Osteoporosis is a silent and asymptomatic process which slowly deteriorates the skeleton, leading to potentially catastrophic effects late in life.
While low bone density and/or porous bones are not painful unto themselves, they can become real problems due to several possible reasons.
The scope of this article will detail the consequences of osteoporosis on the cervical spine and how it may actually be responsible for pain in some patients.
Osteoporosis is a mostly preventable health crisis. There are genetic markers which may make some people more or less susceptible to skeletal changes, but the condition can be prevented in almost all through proper precautions earlier in life.
Osteoporosis is primarily a disease of the elderly, but can strike at almost any point past middle age. The older a person gets, the harder it is for their body to replace bone cells and maintain a strong and solid skeletal structure.
Osteoporosis causes no pain directly. However, low bone density facilitates extreme osteoarthritic change, encourages the development of adult scoliosis, contributes to the incidence of spondylolisthesis and certainly is a major factor in the occurrence of vertebral fractures.
Bone density concerns are considered terrible health risks, despite their pain-free nature. In essence, although osteoporosis does not cause pain itself, it does cause or contribute to other painful conditions.
Certainly the most common reason for neck pain to occur in relation to low bone density and high bone porosity is the incidence of fracture in elderly patients. A fractured cervical vertebra can occur due to virtually any trauma and might even come about due to the weight of the body alone.

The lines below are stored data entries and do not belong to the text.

//! Configuration parsing from CLI arguments and environment variables

use crate::{cli::Cli, config::env::EnvManager, error::Result, models::Config};

/// Configuration parser that combines CLI arguments with environment variables
pub struct ConfigParser {
    cli: Cli,
}

impl ConfigParser {
    /// Create a new configuration parser with CLI arguments
    pub fn new(cli: Cli) -> Self {
        Self { cli }
    }

    /// Parse and build the complete configuration
    pub fn parse(&self) -> Result<Config> {
        // Start with default configuration
        let mut config = Config::default();

        // Load from environment file if it exists
        self.load_env_file()?;

        // Merge environment variables into config
        config.merge_from_env()?;

        // Override with CLI arguments
        self.apply_cli_overrides(&mut config);

        // Validate the final configuration
        config.validate()?;

        Ok(config)
    }

    /// Load .env file if it exists
    fn load_env_file(&self) -> Result<()> {
        EnvManager::load_env_file(self.cli.debug)
    }

    /// Apply CLI argument overrides to configuration
    fn apply_cli_overrides(&self, config: &mut Config) {
        if let Some(ref listen) = self.cli.listen {
            config.listen_addr = listen.clone();
        }

        if let Some(timeout) = self.cli.timeout {
            config.timeout_seconds = timeout;
        }

        if let Some(ref model) = self.cli.model {
            config.model = model.clone();
        }

        if let Some(ref api_url) = self.cli.api_url {
            config.api_base_url = api_url.clone();
        }

        if let Some(retry_attempts) = self.cli.retry_attempts {
            config.retry_attempts = retry_attempts;
        }

        if let Some(ref static_dir) = self.cli.static_dir {
            config.static_dir = static_dir.clone();
        }

        // Color handling combines the flags with terminal detection
        config.enable_color = self.cli.use_colors();

        // Set verbose and debug flags (these are CLI-only)
        config.verbose = self.cli.verbose;
        config.debug = self.cli.debug;

        if config.debug {
            println!("Applied CLI overrides to configuration");
        }
    }
}

/// Convenience function to load complete configuration from CLI arguments
pub fn load_config(cli: Cli) -> Result<Config> {
    let parser = ConfigParser::new(cli);
    parser.parse()
}

/// Display configuration summary for debug purposes
pub fn display_config_summary(config: &Config) -> String {
    let mut summary = Vec::new();

    summary.push(format!("Listen Address: {}", config.listen_addr));
    summary.push(format!("API Base URL: {}", config.api_base_url));
    summary.push(format!("Model: {}", config.model));
    summary.push(format!(
        "API Key: {}",
        if config.api_key.is_empty() {
            "(not set)"
        } else {
            "(set)"
        }
    ));
    summary.push(format!("Timeout: {}s", config.timeout_seconds));
    summary.push(format!("Retry Attempts: {}", config.retry_attempts));
    summary.push(format!(
        "Initial Retry Delay: {}s",
        config.retry_initial_delay_seconds
    ));
    summary.push(format!("Static Dir: {}", config.static_dir));
    summary.push(format!("Color Output: {}", config.enable_color));
    summary.push(format!("Verbose: {}", config.verbose));
    summary.push(format!("Debug: {}", config.debug));

    summary.join("\n")
}

#[cfg(test)]
mod tests {
    use super::*;
    use std::env;
    use std::sync::Mutex;

    // Environment variables are process-global; serialize the tests that touch them.
    static ENV_MUTEX: Mutex<()> = Mutex::new(());

    fn clear_env_vars() {
        for var in [
            "LISTEN_ADDR",
            "GEMINI_API_KEY",
            "GEMINI_API_URL",
            "GEMINI_MODEL",
            "TIMEOUT_SECONDS",
            "RETRY_ATTEMPTS",
            "RETRY_INITIAL_DELAY_SECONDS",
            "STATIC_DIR",
            "ENABLE_COLOR",
        ] {
            env::remove_var(var);
        }
    }

    #[test]
    fn test_config_defaults() {
        let config = Config::default();

        assert_eq!(config.listen_addr, crate::defaults::DEFAULT_LISTEN_ADDR);
        assert_eq!(config.api_base_url, crate::defaults::DEFAULT_API_BASE_URL);
        assert_eq!(config.model, crate::defaults::DEFAULT_MODEL);
        assert_eq!(
            config.timeout_seconds,
            crate::defaults::DEFAULT_TIMEOUT.as_secs()
        );
        assert_eq!(config.retry_attempts, crate::defaults::DEFAULT_RETRY_ATTEMPTS);
        assert!(!config.verbose);
        assert!(!config.debug);
    }

    #[test]
    fn test_cli_overrides() {
        let _guard = ENV_MUTEX.lock().unwrap();
        clear_env_vars();
        env::set_var("GEMINI_API_KEY", "test-key");

        let cli = Cli {
            listen: Some("0.0.0.0:9000".to_string()),
            timeout: Some(5),
            model: Some("custom-model".to_string()),
            retry_attempts: Some(2),
            no_color: true,
            verbose: true,
            ..Default::default()
        };

        let config = load_config(cli).unwrap();
        assert_eq!(config.listen_addr, "0.0.0.0:9000");
        assert_eq!(config.timeout_seconds, 5);
        assert_eq!(config.model, "custom-model");
        assert_eq!(config.retry_attempts, 2);
        assert_eq!(config.api_key, "test-key");
        assert!(!config.enable_color);
        assert!(config.verbose);

        clear_env_vars();
    }

    #[test]
    fn test_env_merge() {
        let _guard = ENV_MUTEX.lock().unwrap();
        clear_env_vars();
        env::set_var("GEMINI_API_KEY", "env-key");
        env::set_var("GEMINI_API_URL", "http://127.0.0.1:9999");
        env::set_var("TIMEOUT_SECONDS", "12");

        let config = load_config(Cli::default()).unwrap();
        assert_eq!(config.api_key, "env-key");
        assert_eq!(config.api_base_url, "http://127.0.0.1:9999");
        assert_eq!(config.timeout_seconds, 12);

        clear_env_vars();
    }

    #[test]
    fn test_missing_api_key_rejected() {
        let _guard = ENV_MUTEX.lock().unwrap();
        clear_env_vars();

        let result = load_config(Cli::default());
        assert!(result.is_err());
        assert!(result
            .unwrap_err()
            .to_string()
            .contains("GEMINI_API_KEY"));
    }

    #[test]
    fn test_config_summary_masks_api_key() {
        let config = Config {
            api_key: "secret-value".to_string(),
            ..Default::default()
        };

        let summary = display_config_summary(&config);
        assert!(summary.contains("API Key: (set)"));
        assert!(!summary.contains("secret-value"));
    }
}
//! Request and response value objects for measurement generation

use serde::{Deserialize, Serialize};

/// A geographic coordinate pair submitted by the page.
///
/// No range validation is applied; out-of-range coordinates simply fall
/// through the region classifier to the default label.
#[derive(Debug, Clone, Copy, PartialEq, Serialize, Deserialize)]
pub struct Location {
    pub latitude: f64,
    pub longitude: f64,
}

impl Location {
    pub fn new(latitude: f64, longitude: f64) -> Self {
        Self {
            latitude,
            longitude,
        }
    }
}

/// A synthetic internet measurement reading for one location.
///
/// Produced fresh per request from the generation API's structured output
/// and returned to the caller unchanged; never persisted.
#[derive(Debug, Clone, PartialEq, Serialize, Deserialize)]
pub struct Measurement {
    /// Descriptive name such as "City, Country" or "Rural, Region"
    pub location_name: String,
    /// Round-trip latency in milliseconds
    pub latency_ms: f64,
    /// Latency variation in milliseconds
    pub jitter_ms: f64,
    /// Packet loss fraction in the range 0.0 to 1.0
    pub packet_loss_pct: f64,
}
//! Command-line interface definition

use clap::Parser;
use std::io::IsTerminal;
use std::path::PathBuf;

/// Internet Weather backend - serves the weather page and synthesizes measurements
#[derive(Parser, Debug, Clone, Default)]
#[command(name = "internet-weather")]
#[command(version, about, long_about = None)]
pub struct Cli {
    /// Address and port to bind (e.g. 127.0.0.1:8000)
    #[arg(short, long)]
    pub listen: Option<String>,

    /// Outbound request timeout in seconds
    #[arg(short, long)]
    pub timeout: Option<u64>,

    /// Generation model identifier
    #[arg(short, long)]
    pub model: Option<String>,

    /// Base URL of the generation API
    #[arg(long)]
    pub api_url: Option<String>,

    /// Total attempts for the outbound call
    #[arg(long)]
    pub retry_attempts: Option<u32>,

    /// Directory containing the static landing page
    #[arg(long)]
    pub static_dir: Option<String>,

    /// Force colored output
    #[arg(long)]
    pub color: bool,

    /// Disable colored output
    #[arg(long)]
    pub no_color: bool,

    /// Enable verbose output
    #[arg(long)]
    pub verbose: bool,

    /// Enable debug output
    #[arg(long)]
    pub debug: bool,

    /// Print supported environment variables and exit
    #[arg(long)]
    pub env_help: bool,

    /// Write an example .env file to the given path and exit
    #[arg(long, value_name = "PATH")]
    pub init_env: Option<PathBuf>,
}

impl Cli {
    /// Validate CLI arguments for conflicts and requirements
    pub fn validate(&self) -> Result<(), String> {
        // Check for conflicting color flags
        if self.color && self.no_color {
            return Err("Cannot specify both --color and --no-color".to_string());
        }

        Ok(())
    }

    /// Check if colors should be enabled
    pub fn use_colors(&self) -> bool {
        if self.color {
            true // Force color output when --color is specified
        } else if self.no_color {
            false // Disable color output when --no-color is specified
        } else {
            // Automatic detection: color only when stdout is a terminal
            std::io::stdout().is_terminal() && std::env::var_os("NO_COLOR").is_none()
        }
    }
}

#[cfg(test)]
mod tests {
    use super::*;

    #[test]
    fn test_cli_defaults() {
        let cli = Cli::parse_from(["internet-weather"]);
        assert!(cli.listen.is_none());
        assert!(cli.timeout.is_none());
        assert!(cli.model.is_none());
        assert!(!cli.verbose);
        assert!(!cli.debug);
        assert!(cli.validate().is_ok());
    }

    #[test]
    fn test_cli_flags_parse() {
        let cli = Cli::parse_from([
            "internet-weather",
            "--listen",
            "0.0.0.0:9000",
            "--timeout",
            "15",
            "--model",
            "some-model",
            "--retry-attempts",
            "5",
            "--verbose",
        ]);
        assert_eq!(cli.listen.as_deref(), Some("0.0.0.0:9000"));
        assert_eq!(cli.timeout, Some(15));
        assert_eq!(cli.model.as_deref(), Some("some-model"));
        assert_eq!(cli.retry_attempts, Some(5));
        assert!(cli.verbose);
    }

    #[test]
    fn test_conflicting_color_flags() {
        let cli = Cli::parse_from(["internet-weather", "--color", "--no-color"]);
        assert!(cli.validate().is_err());
    }

    #[test]
    fn test_forced_color_flags() {
        let cli = Cli::parse_from(["internet-weather", "--color"]);
        assert!(cli.use_colors());

        let cli = Cli::parse_from(["internet-weather", "--no-color"]);
        assert!(!cli.use_colors());
    }
}
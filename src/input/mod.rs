//! Multi-device input fusion
//!
//! Raw device events land in per-source latest-value slots (`InputMailbox`);
//! once per tick the aggregator reads a consistent `InputSnapshot` and merges
//! it into one `ControlState` under a fixed priority policy
//! (touch > keyboard > gamepad > pointer).

pub mod aggregator;
pub mod joystick;
pub mod snapshot;

pub use aggregator::{ControlState, InputAggregator};
pub use joystick::VirtualJoystick;
pub use snapshot::{
    GamepadSnapshot, InputMailbox, InputSnapshot, KeyboardSnapshot, PointerSnapshot, StickState,
};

While these compression type fractures are far more common in the mid and low back, they can occur anywhere, including in the neck.
Older patients with low bone density might also suffer exaggerated and accelerated arthritic neck pain, which may become very severe in some instances. These osteoarthritic processes can attack the facet joints, the vertebral bodies or the spinal canal itself, possibly causing pinched nerve neck pain, cervical spinal stenosis or cervical facet syndrome.

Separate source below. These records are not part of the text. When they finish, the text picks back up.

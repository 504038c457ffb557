//! Round pacing
//!
//! Owns spawn scheduling and the round-advance transition. Cadence and the
//! transition delay are millisecond deadlines against the caller's clock, so
//! the director stays deterministic under test.

use serde::{Deserialize, Serialize};

use crate::consts::ROUND_TRANSITION_MS;

/// Where the director is within the current round.
#[derive(Debug, Clone, Copy, PartialEq, Eq, Serialize, Deserialize)]
pub enum RoundPhase {
    /// No round running (before start / after game over)
    Idle,
    /// Spawn quota not yet exhausted
    Spawning,
    /// Quota exhausted, enemies still alive
    Draining,
    /// Wave cleared; brief highlight pause before the next round
    Transitioning,
}

/// Enemies a round must spawn.
pub fn spawn_quota(round: u32) -> u32 {
    round * 5 + 5
}

/// Milliseconds between spawns, monotonically faster with a floor.
pub fn spawn_cadence_ms(round: u32) -> f64 {
    (1000.0 - round as f64 * 50.0).max(400.0)
}

#[derive(Debug, Clone, Copy, Serialize, Deserialize)]
pub struct RoundDirector {
    round: u32,
    remaining: u32,
    cadence_ms: f64,
    next_spawn_at: f64,
    resume_at: f64,
    phase: RoundPhase,
}

impl Default for RoundDirector {
    fn default() -> Self {
        Self::new()
    }
}

impl RoundDirector {
    pub fn new() -> Self {
        Self {
            round: 1,
            remaining: 0,
            cadence_ms: 0.0,
            next_spawn_at: 0.0,
            resume_at: 0.0,
            phase: RoundPhase::Idle,
        }
    }

    pub fn round(&self) -> u32 {
        self.round
    }

    pub fn phase(&self) -> RoundPhase {
        self.phase
    }

    /// Quota exhausted: one half of the round-advance condition.
    pub fn quota_exhausted(&self) -> bool {
        self.remaining == 0
    }

    /// Round indicator highlight is on during the transition pause.
    pub fn highlight(&self) -> bool {
        self.phase == RoundPhase::Transitioning
    }

    /// Arm the current round: set the quota and cadence, schedule the first
    /// spawn one cadence out.
    pub fn start_round(&mut self, now_ms: f64) {
        self.remaining = spawn_quota(self.round);
        self.cadence_ms = spawn_cadence_ms(self.round);
        self.next_spawn_at = now_ms + self.cadence_ms;
        self.phase = RoundPhase::Spawning;
        log::info!(
            "round {} started: {} enemies, cadence {:.0}ms",
            self.round,
            self.remaining,
            self.cadence_ms
        );
    }

    /// Advance timers; returns how many enemies are due this tick.
    pub fn poll(&mut self, now_ms: f64) -> u32 {
        if self.phase == RoundPhase::Transitioning && now_ms >= self.resume_at {
            self.start_round(now_ms);
        }
        let mut due = 0;
        while self.phase == RoundPhase::Spawning && now_ms >= self.next_spawn_at {
            self.remaining -= 1;
            self.next_spawn_at += self.cadence_ms;
            due += 1;
            if self.remaining == 0 {
                self.phase = RoundPhase::Draining;
            }
        }
        due
    }

    /// Wave cleared (quota exhausted and no enemies alive): bump the round
    /// and pause for the visual cue before spawning resumes.
    pub fn advance(&mut self, now_ms: f64) {
        self.round += 1;
        self.resume_at = now_ms + ROUND_TRANSITION_MS;
        self.phase = RoundPhase::Transitioning;
        log::info!("round cleared, advancing to {}", self.round);
    }

    /// Stop all scheduling (game over).
    pub fn cancel(&mut self) {
        self.phase = RoundPhase::Idle;
    }
}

Once you have osteoporosis, it is usually too late to do much about it. Sure, there are pharmaceutical therapies which can help prevent further deterioration of the bones, but the damage has already been done through years of abuse or neglect.
It is vital to understand that osteoporosis is easily prevented using a combination of proper diet and skeletal loading exercise. Eating right and including lots of calcium, magnesium and vitamin D are all important parts of an osteoporosis diet.
However, this must be maintained from an early age, and truthfully, most younger people are unfortunately too far removed from the problem to even worry about bone density.